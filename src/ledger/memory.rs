//! In-memory ledger
//!
//! Holds budget and expense rows in process and computes the same
//! aggregates a storage-backed ledger would. Used by the test suites and by
//! callers that assemble snapshots themselves.

use std::collections::{BTreeMap, BTreeSet};

use chrono::{Datelike, NaiveDate};

use crate::error::{SpendwiseError, SpendwiseResult};
use crate::models::{
    BudgetEntry, BudgetMonth, CategoryId, ExpenseEntry, Money, MonthlyAggregate, UserId,
};

use super::{LedgerReader, StatWindow};

/// An in-memory [`LedgerReader`] implementation
#[derive(Debug, Clone, Default)]
pub struct MemoryLedger {
    // Keyed storage enforces the one-entry-per-(user, category, month)
    // invariant; upserts replace.
    budgets: BTreeMap<(UserId, CategoryId, BudgetMonth), Money>,
    expenses: Vec<ExpenseEntry>,
    floors: BTreeMap<UserId, Money>,
}

impl MemoryLedger {
    /// Create an empty ledger
    pub fn new() -> Self {
        Self::default()
    }

    /// Insert or replace a budget entry
    pub fn upsert_budget(&mut self, entry: BudgetEntry) -> SpendwiseResult<()> {
        entry
            .validate()
            .map_err(|_| SpendwiseError::invalid_amount("budget entry", entry.amount))?;
        self.budgets.insert(entry.key(), entry.amount);
        Ok(())
    }

    /// Record an expense
    pub fn record_expense(&mut self, entry: ExpenseEntry) -> SpendwiseResult<()> {
        entry
            .validate()
            .map_err(|_| SpendwiseError::invalid_amount("expense entry", entry.amount))?;
        self.expenses.push(entry);
        Ok(())
    }

    /// Set a user's minimum daily spend floor
    pub fn set_minimum_daily_floor(&mut self, user_id: UserId, floor: Money) -> SpendwiseResult<()> {
        if floor.is_negative() {
            return Err(SpendwiseError::invalid_amount("minimum daily floor", floor));
        }
        self.floors.insert(user_id, floor);
        Ok(())
    }

    /// Non-excluded expenses inside a window, all users
    fn countable_expenses<'a>(
        &'a self,
        window: StatWindow,
    ) -> impl Iterator<Item = &'a ExpenseEntry> {
        self.expenses
            .iter()
            .filter(move |e| e.counts_toward_totals() && window.contains(e.recorded_on()))
    }
}

impl LedgerReader for MemoryLedger {
    fn month_budgets(
        &self,
        user_id: UserId,
        month: BudgetMonth,
    ) -> SpendwiseResult<MonthlyAggregate> {
        let mut aggregate = MonthlyAggregate::new();
        for ((user, category, entry_month), amount) in &self.budgets {
            if *user == user_id && *entry_month == month {
                aggregate.set(*category, *amount);
            }
        }
        Ok(aggregate)
    }

    fn month_spend_before_day(
        &self,
        user_id: UserId,
        month: BudgetMonth,
        day: u32,
    ) -> SpendwiseResult<MonthlyAggregate> {
        let mut aggregate = MonthlyAggregate::new();
        for expense in self.countable_expenses(StatWindow::Month(month)) {
            if expense.user_id == user_id && expense.recorded_on().day() < day {
                aggregate.accumulate(expense.category_id, expense.amount);
            }
        }
        Ok(aggregate)
    }

    fn day_spend(&self, user_id: UserId, date: NaiveDate) -> SpendwiseResult<MonthlyAggregate> {
        let mut aggregate = MonthlyAggregate::new();
        for expense in self
            .expenses
            .iter()
            .filter(|e| e.counts_toward_totals() && e.recorded_on() == date)
        {
            if expense.user_id == user_id {
                aggregate.accumulate(expense.category_id, expense.amount);
            }
        }
        Ok(aggregate)
    }

    fn minimum_daily_floor(&self, user_id: UserId) -> SpendwiseResult<Money> {
        Ok(self.floors.get(&user_id).copied().unwrap_or_else(Money::zero))
    }

    fn population_averages(&self, window: StatWindow) -> SpendwiseResult<MonthlyAggregate> {
        let mut totals = MonthlyAggregate::new();
        let mut spenders: BTreeSet<UserId> = BTreeSet::new();
        for expense in self.countable_expenses(window) {
            totals.accumulate(expense.category_id, expense.amount);
            spenders.insert(expense.user_id);
        }

        let population = spenders.len() as i64;
        if population == 0 {
            return Ok(MonthlyAggregate::new());
        }

        let mut averages = MonthlyAggregate::new();
        for (category, total) in totals.iter() {
            averages.set(category, total / population);
        }
        Ok(averages)
    }

    fn peer_spend_total(&self, excluding: UserId, window: StatWindow) -> SpendwiseResult<Money> {
        Ok(self
            .countable_expenses(window)
            .filter(|e| e.user_id != excluding)
            .map(|e| e.amount)
            .sum())
    }
}
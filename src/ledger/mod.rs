//! Ledger access layer
//!
//! The engine never performs I/O itself. Everything it needs from storage
//! arrives through the [`LedgerReader`] trait as already-aggregated
//! monetary facts; implementations are responsible for snapshot consistency
//! of what they hand over.

pub mod memory;

use chrono::NaiveDate;

use crate::error::SpendwiseResult;
use crate::models::{BudgetMonth, Money, MonthlyAggregate, UserId};

pub use memory::MemoryLedger;

/// Time window a population or peer statistic is computed over
#[derive(Debug, Clone, Copy, PartialEq, Eq)]
pub enum StatWindow {
    /// Everything ever recorded
    AllTime,

    /// One whole calendar month
    Month(BudgetMonth),

    /// From the 1st of the date's month through the date, inclusive
    MonthToDate(NaiveDate),
}

impl StatWindow {
    /// Whether a calendar day falls inside the window
    pub fn contains(&self, date: NaiveDate) -> bool {
        match self {
            Self::AllTime => true,
            Self::Month(month) => month.contains(date),
            Self::MonthToDate(through) => {
                BudgetMonth::from_date(*through).contains(date) && date <= *through
            }
        }
    }
}

/// Read-only access to aggregated monetary facts
///
/// Backed by a storage/query layer in production; [`MemoryLedger`] provides
/// an in-process implementation with identical aggregate semantics. All
/// spend aggregates count non-excluded expenses only.
pub trait LedgerReader {
    /// Budgeted amount per category for one user and month
    fn month_budgets(&self, user_id: UserId, month: BudgetMonth)
        -> SpendwiseResult<MonthlyAggregate>;

    /// Spend per category in the month, strictly before `day`
    fn month_spend_before_day(
        &self,
        user_id: UserId,
        month: BudgetMonth,
        day: u32,
    ) -> SpendwiseResult<MonthlyAggregate>;

    /// Spend per category on a single calendar day
    fn day_spend(&self, user_id: UserId, date: NaiveDate) -> SpendwiseResult<MonthlyAggregate>;

    /// The user's configured minimum daily spend floor
    fn minimum_daily_floor(&self, user_id: UserId) -> SpendwiseResult<Money>;

    /// Average spend per category across all users in the window
    fn population_averages(&self, window: StatWindow) -> SpendwiseResult<MonthlyAggregate>;

    /// Total spend in the window by every user except `excluding`
    fn peer_spend_total(&self, excluding: UserId, window: StatWindow) -> SpendwiseResult<Money>;
}

#[cfg(test)]
mod tests {
    use super::*;

    fn date(year: i32, month: u32, day: u32) -> NaiveDate {
        NaiveDate::from_ymd_opt(year, month, day).unwrap()
    }

    #[test]
    fn test_all_time_window_contains_everything() {
        assert!(StatWindow::AllTime.contains(date(1999, 1, 1)));
        assert!(StatWindow::AllTime.contains(date(2030, 12, 31)));
    }

    #[test]
    fn test_month_window() {
        let window = StatWindow::Month(BudgetMonth::new(2025, 4));
        assert!(window.contains(date(2025, 4, 1)));
        assert!(window.contains(date(2025, 4, 30)));
        assert!(!window.contains(date(2025, 5, 1)));
    }

    #[test]
    fn test_month_to_date_window_is_inclusive() {
        let window = StatWindow::MonthToDate(date(2025, 4, 17));
        assert!(window.contains(date(2025, 4, 1)));
        assert!(window.contains(date(2025, 4, 17)));
        assert!(!window.contains(date(2025, 4, 18)));
        assert!(!window.contains(date(2025, 3, 31)));
    }
}
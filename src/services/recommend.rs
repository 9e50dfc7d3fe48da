//! Budget recommendation calculator
//!
//! Splits a total monthly budget across categories in proportion to
//! population-wide average spending. Pure: no I/O, no clock, no state.

use crate::error::{SpendwiseError, SpendwiseResult};
use crate::models::{Money, MonthlyAggregate, Recommendation};

/// Propose a per-category budget split of `total_amount`
///
/// Each category present in `historical_averages` receives
/// `total_amount * average / sum_of_averages`, truncated. Truncation can
/// leave the shares short of the total, so the whole residual is assigned
/// to the last category in catalog order (the highest id present). The
/// returned recommendation therefore always sums exactly to `total_amount`.
pub fn recommend(
    total_amount: Money,
    historical_averages: &MonthlyAggregate,
) -> SpendwiseResult<Recommendation> {
    if total_amount.is_negative() {
        return Err(SpendwiseError::invalid_amount("total budget", total_amount));
    }
    if let Some((_, amount)) = historical_averages.first_negative() {
        return Err(SpendwiseError::invalid_amount("population average", amount));
    }
    if historical_averages.is_empty() {
        return Err(SpendwiseError::InsufficientData);
    }

    let pool = historical_averages.total().minor();
    if pool == 0 {
        // All-zero averages carry no population signal to proportion by.
        return Err(SpendwiseError::InsufficientData);
    }

    // Widened so total * average cannot overflow before the division.
    let mut recommendation = Recommendation::new();
    for (category, average) in historical_averages.iter() {
        let share = (total_amount.minor() as i128 * average.minor() as i128 / pool as i128) as i64;
        recommendation.set(category, Money::from_minor(share));
    }

    let residual = total_amount - recommendation.total();
    if let Some(last) = recommendation.last_category() {
        recommendation.bump(last, residual);
    }

    Ok(recommendation)
}

#[cfg(test)]
mod tests {
    use super::*;
    use crate::models::CategoryId;

    fn cat(raw: u64) -> CategoryId {
        CategoryId::new(raw)
    }

    fn averages(entries: &[(u64, i64)]) -> MonthlyAggregate {
        entries
            .iter()
            .map(|(id, amount)| (cat(*id), Money::from_minor(*amount)))
            .collect()
    }

    #[test]
    fn test_proportional_split() {
        let avgs = averages(&[(1, 600), (2, 300), (3, 100)]);
        let recommendation = recommend(Money::from_minor(1_000), &avgs).unwrap();

        assert_eq!(recommendation.get(cat(1)), Some(Money::from_minor(600)));
        assert_eq!(recommendation.get(cat(2)), Some(Money::from_minor(300)));
        assert_eq!(recommendation.get(cat(3)), Some(Money::from_minor(100)));
    }

    #[test]
    fn test_residual_goes_to_highest_category_id() {
        // Equal averages force truncation: 100/3 -> 33 each, residual 1.
        let avgs = averages(&[(1, 50), (2, 50), (3, 50)]);
        let recommendation = recommend(Money::from_minor(100), &avgs).unwrap();

        assert_eq!(recommendation.get(cat(1)), Some(Money::from_minor(33)));
        assert_eq!(recommendation.get(cat(2)), Some(Money::from_minor(33)));
        assert_eq!(recommendation.get(cat(3)), Some(Money::from_minor(34)));
    }

    #[test]
    fn test_residual_never_goes_to_largest_share() {
        // Category 1 has the largest share; the residual still lands on the
        // highest id.
        let avgs = averages(&[(1, 700), (2, 200), (3, 100)]);
        let recommendation = recommend(Money::from_minor(999), &avgs).unwrap();

        let share_1 = (999i64 * 700) / 1000;
        assert_eq!(recommendation.get(cat(1)), Some(Money::from_minor(share_1)));
        assert_eq!(recommendation.total().minor(), 999);
        let plain_share_3 = (999i64 * 100) / 1000;
        assert!(recommendation.get(cat(3)).unwrap().minor() >= plain_share_3);
    }

    #[test]
    fn test_sum_preservation() {
        let avgs = averages(&[(1, 123), (4, 77), (9, 5), (12, 991)]);
        for total in [0i64, 1, 99, 100, 12_345, 1_000_000_007] {
            let recommendation = recommend(Money::from_minor(total), &avgs).unwrap();
            assert_eq!(recommendation.total().minor(), total);
        }
    }

    #[test]
    fn test_zero_total_yields_all_zero() {
        let avgs = averages(&[(1, 50), (2, 50)]);
        let recommendation = recommend(Money::zero(), &avgs).unwrap();

        assert_eq!(recommendation.len(), 2);
        assert!(recommendation.iter().all(|(_, amount)| amount.is_zero()));
    }

    #[test]
    fn test_empty_averages_is_insufficient_data() {
        let err = recommend(Money::from_minor(100), &MonthlyAggregate::new()).unwrap_err();
        assert!(err.is_insufficient_data());
    }

    #[test]
    fn test_all_zero_averages_is_insufficient_data() {
        let avgs = averages(&[(1, 0), (2, 0)]);
        let err = recommend(Money::from_minor(100), &avgs).unwrap_err();
        assert!(err.is_insufficient_data());
    }

    #[test]
    fn test_negative_inputs_are_rejected() {
        let avgs = averages(&[(1, 50)]);
        assert!(recommend(Money::from_minor(-1), &avgs)
            .unwrap_err()
            .is_invalid_amount());

        let bad = averages(&[(1, 50), (2, -50)]);
        assert!(recommend(Money::from_minor(100), &bad)
            .unwrap_err()
            .is_invalid_amount());
    }

    #[test]
    fn test_large_amounts_do_not_overflow() {
        let avgs = averages(&[(1, i64::MAX / 2), (2, i64::MAX / 2)]);
        let total = Money::from_minor(i64::MAX / 2);
        let recommendation = recommend(total, &avgs).unwrap();
        assert_eq!(recommendation.total(), total);
    }

    #[test]
    fn test_idempotence() {
        let avgs = averages(&[(1, 311), (5, 47), (11, 900)]);
        let first = recommend(Money::from_minor(77_777), &avgs).unwrap();
        let second = recommend(Money::from_minor(77_777), &avgs).unwrap();
        assert_eq!(first, second);
    }
}
//! spendwise - Budget allocation and expense analytics engine
//!
//! This library implements the pure computations behind a personal-finance
//! tracker: proposing a starting budget split for a new user from
//! population-wide spending ratios, recommending a per-category "safe to
//! spend today" amount, and comparing expense rates against the user's own
//! history and against peers.
//!
//! # Architecture
//!
//! The crate is organized into the following modules:
//!
//! - `error`: Custom error types
//! - `models`: Core value types (money, ids, categories, aggregates, ...)
//! - `ledger`: The `LedgerReader` collaborator trait and an in-memory
//!   implementation
//! - `services`: The calculators and the `Advisor` orchestration façade
//!
//! The calculators are pure, synchronous functions: given identical inputs
//! they return identical outputs, never block, and touch no shared state.
//! All I/O lives behind [`ledger::LedgerReader`], which the surrounding
//! application implements against its storage layer.
//!
//! # Example
//!
//! ```
//! use chrono::NaiveDate;
//! use spendwise::ledger::MemoryLedger;
//! use spendwise::models::{BudgetEntry, BudgetMonth, CategoryId, Money, UserId};
//! use spendwise::services::Advisor;
//!
//! let mut ledger = MemoryLedger::new();
//! ledger.upsert_budget(BudgetEntry::new(
//!     UserId::new(1),
//!     CategoryId::new(1),
//!     BudgetMonth::new(2025, 4),
//!     Money::from_minor(30_000),
//! ))?;
//!
//! let advisor = Advisor::new(&ledger);
//! let today = NaiveDate::from_ymd_opt(2025, 4, 1).unwrap();
//! let allowance = advisor.today_allowance(UserId::new(1), today)?;
//! assert_eq!(allowance.get(CategoryId::new(1)), Some(Money::from_minor(1_000)));
//! # Ok::<(), spendwise::SpendwiseError>(())
//! ```

pub mod error;
pub mod ledger;
pub mod models;
pub mod services;

pub use error::{SpendwiseError, SpendwiseResult};
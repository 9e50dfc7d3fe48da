//! Custom error types for the spendwise engine
//!
//! This module defines the error taxonomy for the engine using thiserror
//! for ergonomic error definitions. All calculator errors are deterministic
//! given the same inputs; retries never help and belong to the ledger
//! implementations, not here.

use thiserror::Error;

use crate::models::Money;

/// The main error type for spendwise operations
#[derive(Error, Debug)]
pub enum SpendwiseError {
    /// No population statistics exist to proportion a budget from
    #[error("not enough spending history to recommend a budget")]
    InsufficientData,

    /// Daily allowance requested for a user/month with zero budgeted categories
    #[error("no budget configured for this month")]
    NoBudgetConfigured,

    /// Negative monetary input; indicates a bug in the caller or storage layer
    #[error("invalid amount for {context}: {amount}")]
    InvalidAmount {
        context: &'static str,
        amount: Money,
    },

    /// Failure reported by a ledger collaborator
    #[error("ledger error: {0}")]
    Ledger(String),
}

impl SpendwiseError {
    /// Create an "invalid amount" error for a named input
    pub fn invalid_amount(context: &'static str, amount: Money) -> Self {
        Self::InvalidAmount { context, amount }
    }

    /// Create a ledger error from any displayable cause
    pub fn ledger(cause: impl Into<String>) -> Self {
        Self::Ledger(cause.into())
    }

    /// Check if this is an "insufficient data" error
    pub fn is_insufficient_data(&self) -> bool {
        matches!(self, Self::InsufficientData)
    }

    /// Check if this is a "no budget configured" error
    pub fn is_no_budget(&self) -> bool {
        matches!(self, Self::NoBudgetConfigured)
    }

    /// Check if this is an invalid-amount error
    pub fn is_invalid_amount(&self) -> bool {
        matches!(self, Self::InvalidAmount { .. })
    }
}

/// Result type alias for spendwise operations
pub type SpendwiseResult<T> = Result<T, SpendwiseError>;
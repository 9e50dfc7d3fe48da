//! Calendar month representation
//!
//! The engine budgets strictly by calendar month, so this is a flat
//! (year, month) pair with the day arithmetic the calculators need.

use chrono::{Datelike, Duration, NaiveDate};
use serde::{Deserialize, Serialize};
use std::fmt;

/// A calendar month a budget applies to (e.g. "2025-04")
#[derive(Debug, Clone, Copy, PartialEq, Eq, PartialOrd, Ord, Hash, Serialize, Deserialize)]
pub struct BudgetMonth {
    year: i32,
    month: u32,
}

impl BudgetMonth {
    /// Create a month; the month number is clamped into 1..=12
    pub fn new(year: i32, month: u32) -> Self {
        Self {
            year,
            month: month.clamp(1, 12),
        }
    }

    /// The month containing the given date
    pub fn from_date(date: NaiveDate) -> Self {
        Self {
            year: date.year(),
            month: date.month(),
        }
    }

    /// The current month (local time)
    pub fn current() -> Self {
        Self::from_date(chrono::Local::now().date_naive())
    }

    pub fn year(&self) -> i32 {
        self.year
    }

    pub fn month(&self) -> u32 {
        self.month
    }

    /// First day of the month
    pub fn first_day(&self) -> NaiveDate {
        NaiveDate::from_ymd_opt(self.year, self.month, 1)
            .unwrap_or_else(|| NaiveDate::from_ymd_opt(self.year, 1, 1).unwrap())
    }

    /// Last day of the month (inclusive)
    pub fn last_day(&self) -> NaiveDate {
        let next_month = if self.month == 12 {
            NaiveDate::from_ymd_opt(self.year + 1, 1, 1)
        } else {
            NaiveDate::from_ymd_opt(self.year, self.month + 1, 1)
        };
        next_month.unwrap() - Duration::days(1)
    }

    /// Number of days in the month
    pub fn days(&self) -> u32 {
        self.last_day().day()
    }

    /// Days remaining in the month counted from `date`, inclusive of `date`
    /// itself, so the result is always at least 1 for any date inside the
    /// month. Dates outside the month return 0.
    pub fn remaining_days_from(&self, date: NaiveDate) -> u32 {
        if !self.contains(date) {
            return 0;
        }
        self.days() - date.day() + 1
    }

    /// Check if a date falls within this month
    pub fn contains(&self, date: NaiveDate) -> bool {
        date.year() == self.year && date.month() == self.month
    }

    /// The following month
    pub fn next(&self) -> Self {
        if self.month == 12 {
            Self::new(self.year + 1, 1)
        } else {
            Self::new(self.year, self.month + 1)
        }
    }

    /// The preceding month
    pub fn prev(&self) -> Self {
        if self.month == 1 {
            Self::new(self.year - 1, 12)
        } else {
            Self::new(self.year, self.month - 1)
        }
    }
}

impl fmt::Display for BudgetMonth {
    fn fmt(&self, f: &mut fmt::Formatter<'_>) -> fmt::Result {
        write!(f, "{:04}-{:02}", self.year, self.month)
    }
}
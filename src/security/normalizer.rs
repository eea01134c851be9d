//! Command normalization.
//!
//! Rewrites a raw command into a canonical form that strips superficial
//! obfuscation (spacing, variable sigils, binary path prefixes, quoting,
//! command substitution) so the danger taxonomy can match on it. This is a
//! syntactic rewrite, not shell evaluation.

/// Upper bound on full normalization passes.
pub const MAX_NORMALIZE_PASSES: usize = 10;

/// Deepest `$(...)` nesting that is flattened. Deeper wrappers stay literal.
pub const MAX_SUBSTITUTION_DEPTH: usize = 10;

/// Longest prefixes first so `/usr/local/bin/` wins over `/bin/`.
const BINARY_PREFIXES: &[&str] = &[
    "/usr/local/sbin/",
    "/usr/local/bin/",
    "/opt/homebrew/bin/",
    "/usr/sbin/",
    "/usr/bin/",
    "/sbin/",
    "/bin/",
];

/// Normalize a raw command string.
///
/// Runs the rewrite pass until the output stops changing, at most
/// [`MAX_NORMALIZE_PASSES`] times, so the result is a fixpoint for any input
/// that settles within the cap.
pub fn normalize(raw: &str) -> String {
    let mut current = normalize_pass(raw);
    for _ in 1..MAX_NORMALIZE_PASSES {
        let next = normalize_pass(&current);
        if next == current {
            break;
        }
        current = next;
    }
    current
}

/// A single pass. Each step assumes the previous ones already ran.
fn normalize_pass(input: &str) -> String {
    let s = collapse_whitespace(input);
    let s = strip_variable_sigils(&s);
    let s = strip_binary_prefixes(&s);
    let s = strip_quotes_and_escapes(&s);
    let s = flatten_substitutions(&s);
    collapse_whitespace(&s)
}

fn collapse_whitespace(s: &str) -> String {
    s.split_whitespace().collect::<Vec<_>>().join(" ")
}

fn is_ident_start(c: char) -> bool {
    c.is_ascii_alphabetic() || c == '_'
}

fn is_ident_char(c: char) -> bool {
    c.is_ascii_alphanumeric() || c == '_'
}

/// `${name}` -> `name`, `$name` -> `name`, and `${name:-word}` (also with
/// `-`, `=`, `:=`, `+`, `:+`) -> `word`, since the default is what runs when
/// the variable is unset.
fn strip_variable_sigils(s: &str) -> String {
    let chars: Vec<char> = s.chars().collect();
    let mut out = String::with_capacity(s.len());
    let mut i = 0;

    while i < chars.len() {
        let c = chars[i];
        if c != '$' {
            out.push(c);
            i += 1;
            continue;
        }

        match chars.get(i + 1) {
            Some('{') => {
                let start = i + 2;
                let mut end = start;
                while end < chars.len() && is_ident_char(chars[end]) {
                    end += 1;
                }
                let named = end > start && is_ident_start(chars[start]);
                if named && chars.get(end) == Some(&'}') {
                    out.extend(&chars[start..end]);
                    i = end + 1;
                } else if let Some((word, close)) = named
                    .then(|| default_word(&chars, end))
                    .flatten()
                {
                    out.extend(word);
                    i = close + 1;
                } else {
                    // Substrings, lengths and nested expansions stay as-is.
                    out.push(c);
                    i += 1;
                }
            }
            Some(&next) if is_ident_start(next) => {
                // Drop the sigil, the name follows on the next iterations.
                i += 1;
            }
            _ => {
                out.push(c);
                i += 1;
            }
        }
    }

    out
}

/// Word of a `:-`/`-`/`:=`/`=`/`:+`/`+` operator starting at `at`, and the
/// index of the closing brace. Words with nested braces or `$` are rejected.
fn default_word(chars: &[char], at: usize) -> Option<(&[char], usize)> {
    let mut op = at;
    if chars.get(op) == Some(&':') {
        op += 1;
    }
    if !matches!(chars.get(op), Some('-' | '=' | '+')) {
        return None;
    }
    let word_start = op + 1;
    let close = word_start + chars[word_start..].iter().position(|&c| c == '}')?;
    let word = &chars[word_start..close];
    if word.iter().any(|&c| matches!(c, '{' | '$')) {
        return None;
    }
    Some((word, close))
}

fn is_word_boundary(prev: Option<char>) -> bool {
    match prev {
        None => true,
        Some(c) => c.is_whitespace() || matches!(c, ';' | '&' | '|' | '(' | '`' | '\'' | '"' | '{'),
    }
}

fn is_command_name_char(c: char) -> bool {
    c.is_ascii_alphanumeric() || matches!(c, '_' | '-' | '.' | '+')
}

/// `/usr/bin/rm` -> `rm` when the prefix starts a word and a name follows.
fn strip_binary_prefixes(s: &str) -> String {
    let mut out = String::with_capacity(s.len());
    let mut prev: Option<char> = None;
    let mut rest = s;

    'outer: while !rest.is_empty() {
        if is_word_boundary(prev) {
            for prefix in BINARY_PREFIXES {
                if let Some(after) = rest.strip_prefix(prefix) {
                    if after.chars().next().is_some_and(is_command_name_char) {
                        rest = after;
                        // The stripped prefix ends in '/', which is not a boundary,
                        // so keep `prev` as it was before the prefix.
                        continue 'outer;
                    }
                }
            }
        }

        let Some(c) = rest.chars().next() else {
            break;
        };
        out.push(c);
        prev = Some(c);
        rest = &rest[c.len_utf8()..];
    }

    out
}

/// Remove quotes around whitespace-free tokens and backslashes before a word
/// character: `"rm"` -> `rm`, `r''m` -> `rm`, `\rm` -> `rm`.
fn strip_quotes_and_escapes(s: &str) -> String {
    let chars: Vec<char> = s.chars().collect();
    let mut out = String::with_capacity(s.len());
    let mut i = 0;

    while i < chars.len() {
        let c = chars[i];
        match c {
            '\'' | '"' => {
                let close = chars[i + 1..].iter().position(|&x| x == c).map(|p| i + 1 + p);
                match close {
                    Some(j) if !chars[i + 1..j].iter().any(|x| x.is_whitespace()) => {
                        out.extend(&chars[i + 1..j]);
                        i = j + 1;
                    }
                    _ => {
                        out.push(c);
                        i += 1;
                    }
                }
            }
            '\\' if chars.get(i + 1).is_some_and(|&n| is_ident_char(n)) => {
                i += 1;
            }
            _ => {
                out.push(c);
                i += 1;
            }
        }
    }

    out
}

/// Replace `$(inner)` and `` `inner` `` with `inner`.
///
/// A single scan matches delimiters with a stack, so every nesting level up
/// to [`MAX_SUBSTITUTION_DEPTH`] is flattened at once. Unbalanced delimiters
/// and wrappers nested deeper than the cap are left untouched.
fn flatten_substitutions(s: &str) -> String {
    let chars: Vec<char> = s.chars().collect();
    let mut drop = vec![false; chars.len()];
    // (index of opening char, whether it opened a flattened substitution)
    let mut stack: Vec<(usize, bool)> = Vec::new();
    let mut depth = 0usize;
    let mut backticks: Vec<usize> = Vec::new();
    let mut i = 0;

    while i < chars.len() {
        match chars[i] {
            '\\' => {
                // Escaped delimiter is literal.
                i += 2;
                continue;
            }
            '$' if chars.get(i + 1) == Some(&'(') => {
                let flatten = depth < MAX_SUBSTITUTION_DEPTH;
                if flatten {
                    depth += 1;
                }
                stack.push((i, flatten));
                i += 2;
                continue;
            }
            '(' => stack.push((i, false)),
            ')' => {
                if let Some((open, flattened)) = stack.pop() {
                    if flattened {
                        drop[open] = true;
                        drop[open + 1] = true;
                        drop[i] = true;
                        depth -= 1;
                    }
                }
            }
            '`' => backticks.push(i),
            _ => {}
        }
        i += 1;
    }

    for pair in backticks.chunks_exact(2) {
        drop[pair[0]] = true;
        drop[pair[1]] = true;
    }

    chars
        .iter()
        .zip(drop)
        .filter(|(_, dropped)| !dropped)
        .map(|(c, _)| *c)
        .collect()
}
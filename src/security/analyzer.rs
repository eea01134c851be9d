use super::normalizer::normalize;
use super::taxonomy::RuleSet;
use super::Decision;

/// Normalize `cmd` and run it through the danger taxonomy.
pub fn analyze_command(rules: &RuleSet, cmd: &str) -> Decision {
    let normalized = normalize(cmd);
    decide(rules, cmd, &normalized)
}

/// Apply the taxonomy to both forms of a command.
///
/// Block rules run in catalog order against the raw and the normalized text;
/// the first hit wins. Otherwise every warn rule that matches the normalized
/// text contributes a warning and the command is allowed. Empty input is
/// allowed without warnings.
pub fn decide(rules: &RuleSet, raw: &str, normalized: &str) -> Decision {
    if raw.trim().is_empty() && normalized.trim().is_empty() {
        return Decision::allow(Vec::new());
    }

    for rule in rules.block_rules() {
        if rule.matches(raw) || rule.matches(normalized) {
            tracing::debug!(rule = rule.id, "Block rule matched");
            return Decision::block(rule.reason);
        }
    }

    let mut decision = Decision::allow(Vec::new());
    for rule in rules.warn_rules() {
        if rule.matches(normalized) {
            tracing::debug!(rule = rule.id, "Warn rule matched");
            decision.push_warning(rule.reason);
        }
    }
    decision
}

(TASK TO CARRY OUT): State the count of lines holding the string "named" in the listing above, and nothing else.

(EXPECTED ANSWER): 4